▼▼▼
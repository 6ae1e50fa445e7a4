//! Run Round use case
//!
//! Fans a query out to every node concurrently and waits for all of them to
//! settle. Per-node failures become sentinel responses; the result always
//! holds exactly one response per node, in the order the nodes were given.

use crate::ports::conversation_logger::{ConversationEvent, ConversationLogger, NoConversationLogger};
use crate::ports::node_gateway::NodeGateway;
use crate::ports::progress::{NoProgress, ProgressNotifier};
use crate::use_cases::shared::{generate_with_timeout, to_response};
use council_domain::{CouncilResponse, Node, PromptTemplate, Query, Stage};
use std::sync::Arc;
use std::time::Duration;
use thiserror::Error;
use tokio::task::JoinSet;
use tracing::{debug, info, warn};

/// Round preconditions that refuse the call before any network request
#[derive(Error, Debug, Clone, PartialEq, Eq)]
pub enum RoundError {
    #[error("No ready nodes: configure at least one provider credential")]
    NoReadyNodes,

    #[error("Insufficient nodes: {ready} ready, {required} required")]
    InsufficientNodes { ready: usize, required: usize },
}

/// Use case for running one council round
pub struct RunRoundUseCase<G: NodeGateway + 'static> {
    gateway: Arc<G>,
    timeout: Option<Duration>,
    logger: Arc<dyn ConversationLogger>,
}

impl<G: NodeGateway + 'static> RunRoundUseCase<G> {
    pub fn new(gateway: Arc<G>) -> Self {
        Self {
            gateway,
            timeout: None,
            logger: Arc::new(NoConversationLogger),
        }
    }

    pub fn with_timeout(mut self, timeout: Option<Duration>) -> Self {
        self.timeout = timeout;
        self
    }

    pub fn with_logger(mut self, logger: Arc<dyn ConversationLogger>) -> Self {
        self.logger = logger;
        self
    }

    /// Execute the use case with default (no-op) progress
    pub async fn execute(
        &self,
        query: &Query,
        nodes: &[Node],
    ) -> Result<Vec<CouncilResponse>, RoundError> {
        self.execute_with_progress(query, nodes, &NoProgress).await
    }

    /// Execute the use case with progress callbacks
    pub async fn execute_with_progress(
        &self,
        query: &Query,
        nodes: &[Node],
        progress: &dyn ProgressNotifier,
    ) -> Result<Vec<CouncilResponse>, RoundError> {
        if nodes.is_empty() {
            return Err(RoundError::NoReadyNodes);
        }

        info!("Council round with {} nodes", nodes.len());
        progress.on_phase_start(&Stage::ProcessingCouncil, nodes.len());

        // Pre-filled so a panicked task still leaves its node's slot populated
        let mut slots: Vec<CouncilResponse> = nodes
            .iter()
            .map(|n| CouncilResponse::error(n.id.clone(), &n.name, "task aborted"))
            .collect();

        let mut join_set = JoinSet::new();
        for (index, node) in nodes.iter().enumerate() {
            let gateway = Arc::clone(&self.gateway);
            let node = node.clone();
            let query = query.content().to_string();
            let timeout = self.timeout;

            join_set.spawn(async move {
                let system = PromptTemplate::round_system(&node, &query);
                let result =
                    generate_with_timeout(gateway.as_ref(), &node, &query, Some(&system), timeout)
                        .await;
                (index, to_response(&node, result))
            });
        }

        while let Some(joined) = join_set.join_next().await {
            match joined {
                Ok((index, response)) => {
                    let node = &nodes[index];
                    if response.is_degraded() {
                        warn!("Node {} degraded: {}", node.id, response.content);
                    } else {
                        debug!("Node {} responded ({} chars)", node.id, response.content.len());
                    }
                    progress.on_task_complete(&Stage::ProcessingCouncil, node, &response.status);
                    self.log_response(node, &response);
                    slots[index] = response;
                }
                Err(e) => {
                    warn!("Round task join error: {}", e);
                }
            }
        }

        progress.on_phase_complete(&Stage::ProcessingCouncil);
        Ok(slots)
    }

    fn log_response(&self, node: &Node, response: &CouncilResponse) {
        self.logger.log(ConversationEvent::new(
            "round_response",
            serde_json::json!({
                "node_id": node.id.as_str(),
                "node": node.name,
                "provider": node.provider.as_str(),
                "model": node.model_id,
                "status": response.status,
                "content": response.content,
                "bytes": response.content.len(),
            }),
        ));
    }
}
▲▲▲
> [Exercise instructions] What is needed here is an exact copy of every record.

> [Finished exercise]
repository 6ae1e50fa445e7a4
//! Run Round use case
//!
//! Fans a query out to every node concurrently and waits for all of them to
//! settle. Per-node failures become sentinel responses; the result always
//! holds exactly one response per node, in the order the nodes were given.

use crate::ports::conversation_logger::{ConversationEvent, ConversationLogger, NoConversationLogger};
use crate::ports::node_gateway::NodeGateway;
use crate::ports::progress::{NoProgress, ProgressNotifier};
use crate::use_cases::shared::{generate_with_timeout, to_response};
use council_domain::{CouncilResponse, Node, PromptTemplate, Query, Stage};
use std::sync::Arc;
use std::time::Duration;
use thiserror::Error;
use tokio::task::JoinSet;
use tracing::{debug, info, warn};

/// Round preconditions that refuse the call before any network request
#[derive(Error, Debug, Clone, PartialEq, Eq)]
pub enum RoundError {
    #[error("No ready nodes: configure at least one provider credential")]
    NoReadyNodes,

    #[error("Insufficient nodes: {ready} ready, {required} required")]
    InsufficientNodes { ready: usize, required: usize },
}

/// Use case for running one council round
pub struct RunRoundUseCase<G: NodeGateway + 'static> {
    gateway: Arc<G>,
    timeout: Option<Duration>,
    logger: Arc<dyn ConversationLogger>,
}

impl<G: NodeGateway + 'static> RunRoundUseCase<G> {
    pub fn new(gateway: Arc<G>) -> Self {
        Self {
            gateway,
            timeout: None,
            logger: Arc::new(NoConversationLogger),
        }
    }

    pub fn with_timeout(mut self, timeout: Option<Duration>) -> Self {
        self.timeout = timeout;
        self
    }

    pub fn with_logger(mut self, logger: Arc<dyn ConversationLogger>) -> Self {
        self.logger = logger;
        self
    }

    /// Execute the use case with default (no-op) progress
    pub async fn execute(
        &self,
        query: &Query,
        nodes: &[Node],
    ) -> Result<Vec<CouncilResponse>, RoundError> {
        self.execute_with_progress(query, nodes, &NoProgress).await
    }

    /// Execute the use case with progress callbacks
    pub async fn execute_with_progress(
        &self,
        query: &Query,
        nodes: &[Node],
        progress: &dyn ProgressNotifier,
    ) -> Result<Vec<CouncilResponse>, RoundError> {
        if nodes.is_empty() {
            return Err(RoundError::NoReadyNodes);
        }

        info!("Council round with {} nodes", nodes.len());
        progress.on_phase_start(&Stage::ProcessingCouncil, nodes.len());

        // Pre-filled so a panicked task still leaves its node's slot populated
        let mut slots: Vec<CouncilResponse> = nodes
            .iter()
            .map(|n| CouncilResponse::error(n.id.clone(), &n.name, "task aborted"))
            .collect();

        let mut join_set = JoinSet::new();
        for (index, node) in nodes.iter().enumerate() {
            let gateway = Arc::clone(&self.gateway);
            let node = node.clone();
            let query = query.content().to_string();
            let timeout = self.timeout;

            join_set.spawn(async move {
                let system = PromptTemplate::round_system(&node, &query);
                let result =
                    generate_with_timeout(gateway.as_ref(), &node, &query, Some(&system), timeout)
                        .await;
                (index, to_response(&node, result))
            });
        }

        while let Some(joined) = join_set.join_next().await {
            match joined {
                Ok((index, response)) => {
                    let node = &nodes[index];
                    if response.is_degraded() {
                        warn!("Node {} degraded: {}", node.id, response.content);
                    } else {
                        debug!("Node {} responded ({} chars)", node.id, response.content.len());
                    }
                    progress.on_task_complete(&Stage::ProcessingCouncil, node, &response.status);
                    self.log_response(node, &response);
                    slots[index] = response;
                }
                Err(e) => {
                    warn!("Round task join error: {}", e);
                }
            }
        }

        progress.on_phase_complete(&Stage::ProcessingCouncil);
        Ok(slots)
    }

    fn log_response(&self, node: &Node, response: &CouncilResponse) {
        self.logger.log(ConversationEvent::new(
            "round_response",
            serde_json::json!({
                "node_id": node.id.as_str(),
                "node": node.name,
                "provider": node.provider.as_str(),
                "model": node.model_id,
                "status": response.status,
                "content": response.content,
                "bytes": response.content.len(),
            }),
        ));
    }
}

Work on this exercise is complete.